Cut eight slices of bread about 1/2″ thick or slightly thicker. I used Terra Bread’s Black Olive loaf, which is basically a U.S. style ciabatta bread made from a sourdough starter and flecked with large chunks of scrumptious black olive. It gives the finished dish a hearty texture and the olives are reminiscent of the capers paired with so many smoked salmon dishes. If you’re using a softer, more tightly crumbed bread you may want thicker slices, and you’ll get fewer slices of bread before running out of batter.
Soak the bread in the batter, and really let it absorb. Meanwhile, cover a baking tray (or 2) with parchment paper and lightly grease it. (If you don’t have the paper, grease the pan(s) really well). Arrange the soaked bread on the tray. If there’s a bit of batter left in the bowl you can pour it over the slices.
Bake for 15-20 minutes, flipping once after about 10 minutes. Meanwhile, poach your eggs and make your hollandaise. I just make blender hollandaise, but I make it really really lemony and for this recipe I added chopped fresh dill.
The bread should come out of the oven puffed and golden. Arrange it on the plate, top with salmon, eggs, sauce, and a sprig of fennel frond.
Yu-um. L says: “Can we have hollandaise soup topped with hollandaise?”
Round one was immensely satisfying, but I still had a sweet french toast to prepare, so in a pleasant sort of stupor I got cracking on the Indian-inspired french toast that L introduced me to almost 6 years ago. Ahead of time I had infused my whipping cream with a bag of double-spice chai, and it was cooling in the fridge.
Indian-spiced French Toast – makes 4 or 5 slices
1/2 c milk
1 Tbsp oil
2 Tbsp brown sugar
1 tsp vanilla extract
1/4 tsp cardamom
1/4 tsp nutmeg
Dredge in this mixture 4-5 slices of cinnamon-raisin bread. Make sure the batter really soaks in. Bake as per the previous recipe. Meanwhile whip the chai whipping cream and make a strawberry sauce.

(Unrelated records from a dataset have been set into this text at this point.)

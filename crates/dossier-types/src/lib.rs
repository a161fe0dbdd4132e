//! Dossier property value types
//!
//! Every property on a schema carries one of the types registered here. A
//! type knows how to:
//!
//! - **clean** a raw string into a canonical form (or reject it),
//! - **compare** two cleaned values (1.0 = identical, 0.0 = unrelated),
//! - rate how much evidentiary weight a value carries (**specificity**),
//! - derive a stable graph **node id** for values that are reified as nodes.
//!
//! ```text
//!   raw ──sanitize_text──► text ──clean_text──► canonical value
//!                                                  │
//!                      compare / specificity ◄─────┤
//!                      node_id / country_hint ◄────┘
//! ```
//!
//! Types are stateless and registered statically (no plugin discovery); look
//! them up by name through [`registry()`].

pub mod address;
pub mod checksum;
pub mod country;
pub mod date;
pub mod email;
pub mod entity;
pub mod gender;
pub mod iban;
pub mod identifier;
pub mod ip;
pub mod json;
pub mod language;
pub mod mimetype;
pub mod name;
pub mod number;
pub mod phone;
pub mod registry;
pub mod string;
pub mod text;
pub mod topic;
pub mod url;

use serde::{Deserialize, Serialize};
use std::collections::HashMap;
use std::fmt;

pub use registry::{registry, Registry};
pub use text::{dampen, fingerprint, fold, levenshtein_similarity, sanitize_text};

/// Per-entity byte ceiling for ordinary types.
pub const DEFAULT_MAX_SIZE: usize = 1024 * 1024;

/// Per-entity byte ceiling for bulk text (`text`, `html`, `json`).
pub const BULK_MAX_SIZE: usize = 30 * 1024 * 1024;

/// Default character limit for a single value.
pub const DEFAULT_MAX_LENGTH: usize = 250;

/// A statically registered type handler.
pub type TypeRef = &'static dyn PropertyType;

/// Options threaded through [`PropertyType::clean`].
///
/// `countries` carries the country hints of the entity the value is being
/// added to; phone numbers without an international prefix need them.
#[derive(Debug, Clone, Copy, Default)]
pub struct CleanContext<'a> {
    pub fuzzy: bool,
    pub format: Option<&'a str>,
    pub countries: &'a [String],
}

impl<'a> CleanContext<'a> {
    pub fn with_countries(countries: &'a [String]) -> Self {
        Self {
            countries,
            ..Self::default()
        }
    }

    pub fn fuzzy(mut self, fuzzy: bool) -> Self {
        self.fuzzy = fuzzy;
        self
    }

    pub fn format(mut self, format: Option<&'a str>) -> Self {
        self.format = format;
        self
    }
}

/// Serializable description of a type, as exposed in model descriptors.
#[derive(Debug, Clone, PartialEq, Serialize, Deserialize)]
pub struct TypeDescriptor {
    pub label: String,
    pub plural: String,
    #[serde(default, skip_serializing_if = "Option::is_none")]
    pub group: Option<String>,
    pub matchable: bool,
    pub pivot: bool,
    pub max_length: usize,
}

/// The uniform contract every value domain implements.
///
/// Only `name`, `label` and `plural` are required; everything else has a
/// sensible default (exact-match comparison, no specificity, `type:value`
/// node ids).
pub trait PropertyType: Send + Sync + fmt::Debug {
    fn name(&self) -> &'static str;

    fn label(&self) -> &'static str;

    fn plural(&self) -> &'static str;

    /// Grouping used by scoring and by `get_type_inverted`.
    fn group(&self) -> Option<&'static str> {
        None
    }

    /// Whether values of this type contribute to similarity scoring.
    fn matchable(&self) -> bool {
        false
    }

    /// Whether values of this type are reified as graph nodes.
    fn pivot(&self) -> bool {
        false
    }

    fn max_length(&self) -> usize {
        DEFAULT_MAX_LENGTH
    }

    /// Cumulative byte ceiling for this type on a single entity.
    fn max_size(&self) -> usize {
        DEFAULT_MAX_SIZE
    }

    /// Type-specific normalization of already-sanitized text.
    fn clean_text(&self, text: &str, _ctx: &CleanContext<'_>) -> Option<String> {
        Some(text.to_string())
    }

    /// Normalize `raw` into canonical form, or `None` if it is not a valid
    /// value of this type. Idempotent for every `Some` result.
    fn clean(&self, raw: &str, ctx: &CleanContext<'_>) -> Option<String> {
        let text = sanitize_text(raw)?;
        self.clean_text(&text, ctx)
    }

    fn validate(&self, raw: &str) -> bool {
        self.clean(raw, &CleanContext::default()).is_some()
    }

    fn compare(&self, left: &str, right: &str) -> f64 {
        if left == right {
            1.0
        } else {
            0.0
        }
    }

    fn compare_safe(&self, left: Option<&str>, right: Option<&str>) -> f64 {
        match (left, right) {
            (Some(l), Some(r)) => self.compare(l, r),
            _ => 0.0,
        }
    }

    /// Best pairwise score between two value sets.
    fn compare_sets(&self, left: &[&str], right: &[&str]) -> f64 {
        let mut best: f64 = 0.0;
        for l in left {
            for r in right {
                best = best.max(self.compare(l, r));
            }
        }
        best
    }

    fn specificity(&self, _value: &str) -> f64 {
        0.0
    }

    fn node_id(&self, value: &str) -> Option<String> {
        Some(format!("{}:{}", self.name(), value))
    }

    fn node_id_safe(&self, value: Option<&str>) -> Option<String> {
        value.and_then(|v| self.node_id(v))
    }

    fn country_hint(&self, _value: &str) -> Option<String> {
        None
    }

    fn caption(&self, value: &str) -> String {
        value.to_string()
    }

    /// Pick one representative value: the most frequent, then the shortest,
    /// then the lexicographically first.
    fn pick(&self, values: &[&str]) -> Option<String> {
        let mut counts: HashMap<&str, usize> = HashMap::new();
        for v in values {
            *counts.entry(*v).or_default() += 1;
        }
        counts
            .into_iter()
            .max_by(|(a, ca), (b, cb)| {
                ca.cmp(cb)
                    .then_with(|| b.chars().count().cmp(&a.chars().count()))
                    .then_with(|| b.cmp(a))
            })
            .map(|(v, _)| v.to_string())
    }

    fn to_descriptor(&self) -> TypeDescriptor {
        TypeDescriptor {
            label: self.label().to_string(),
            plural: self.plural().to_string(),
            group: self.group().map(str::to_string),
            matchable: self.matchable(),
            pivot: self.pivot(),
            max_length: self.max_length(),
        }
    }
}

impl PartialEq for dyn PropertyType {
    fn eq(&self, other: &Self) -> bool {
        self.name() == other.name()
    }
}

impl Eq for dyn PropertyType {}

impl fmt::Display for dyn PropertyType {
    fn fmt(&self, f: &mut fmt::Formatter<'_>) -> fmt::Result {
        f.write_str(self.name())
    }
}

#[cfg(test)]
mod tests {
    use super::*;

    #[test]
    fn default_pick_prefers_frequency_then_length() {
        let t = registry().get("string").unwrap();
        assert_eq!(t.pick(&["bb", "a", "bb"]).as_deref(), Some("bb"));
        assert_eq!(t.pick(&["bbb", "aa", "cc"]).as_deref(), Some("aa"));
        assert_eq!(t.pick(&[]), None);
    }

    #[test]
    fn types_compare_by_name() {
        let a = registry().get("name").unwrap();
        let b = registry().get("name").unwrap();
        let c = registry().get("email").unwrap();
        assert!(a == b);
        assert!(a != c);
    }
}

It’s November, so for me that means frozen berries, lemon juice and a bit of sugar, simmered down. I betcha B’s cardamom praline sauce would be amazing on this.
Top your toasts with the sauce and whipped cream, add some maple syrup if you desire, and dig in!
P.S. So far the winning scrapple recipe is a riff on Tacos Al Pastor, using 2 kinds of chiles, tomato, onion, pineapple juice and herbs to season a blend of scrapple mush and diced bacon. I was too lazy this day to make my own corn tortillas, but if you’ve never tried it, I HIGHLY recommend it. It’s surprisingly easy and the result kicks the ass of store-bought corn tortillas.